What the task requires
Pull out every line in the data that has the string "pairs" in it.

BEGIN Stored data

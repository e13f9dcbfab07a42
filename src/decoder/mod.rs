pub mod markers;
pub mod teps;
pub mod value;

use std::collections::BTreeMap;

use serde_json::Value;
use tracing::debug;

use markers::{AttributeKind, Tier};
use teps::{decode_flat, decode_groups, merge_groups, TepGroups, TepMap};
pub use value::AttributeEntry;
use value::{AttributeValue, Verbatim};

/// Everything a document's custom attributes decode into. Each attribute
/// lands in exactly one field, chosen by its code.
#[derive(Debug, Clone, Default, PartialEq)]
pub struct DecodedAttributes {
    pub teps: TepMap,
    pub additional_teps: TepMap,
    pub tep_groups: TepGroups,
    pub additional_tep_groups: TepGroups,
    pub details: BTreeMap<String, Verbatim>,
}

impl DecodedAttributes {
    fn teps_mut(&mut self, tier: Tier) -> &mut TepMap {
        match tier {
            Tier::Primary => &mut self.teps,
            Tier::Secondary => &mut self.additional_teps,
        }
    }

    fn groups_mut(&mut self, tier: Tier) -> &mut TepGroups {
        match tier {
            Tier::Primary => &mut self.tep_groups,
            Tier::Secondary => &mut self.additional_tep_groups,
        }
    }
}

/// Decode a custom-attribute list. Never fails: malformed pieces are dropped
/// and unknown codes are passed through into `details` unchanged.
pub fn decode(attributes: &[AttributeEntry]) -> DecodedAttributes {
    let mut out = DecodedAttributes::default();

    for attr in attributes {
        let kind = AttributeKind::classify(&attr.code);
        match (kind, AttributeValue::resolve(kind, &attr.value)) {
            (_, AttributeValue::Scalar(value)) => {
                out.details.insert(attr.name.clone(), value.into());
            }
            (Some(AttributeKind::Teps(tier)), AttributeValue::PairList(pairs)) => {
                let teps = decode_flat(&pairs);
                out.teps_mut(tier).extend(teps);
            }
            (Some(AttributeKind::TepGroups(tier)), AttributeValue::GroupList(groups)) => {
                let groups = decode_groups(&groups);
                merge_groups(out.groups_mut(tier), groups);
            }
            (kind, _) => debug!("Attribute {:?} ({:?}) resolved to an unexpected shape", attr.code, kind),
        }
    }

    out
}

/// Parse the detail payload's `customAttributes`, itself a JSON string
/// holding the attribute list. Unreadable input gives an empty list.
pub fn parse_custom_attributes(raw: Option<&Value>) -> Vec<AttributeEntry> {
    let Some(raw) = raw else {
        return Vec::new();
    };
    value::unpack_list(raw)
        .into_iter()
        .filter_map(|item| match serde_json::from_value::<AttributeEntry>(item) {
            Ok(entry) => Some(entry),
            Err(e) => {
                debug!("Skipping malformed custom attribute: {}", e);
                None
            }
        })
        .collect()
}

END Stored data

Result
            (Some(AttributeKind::Teps(tier)), AttributeValue::PairList(pairs)) => {
                let teps = decode_flat(&pairs);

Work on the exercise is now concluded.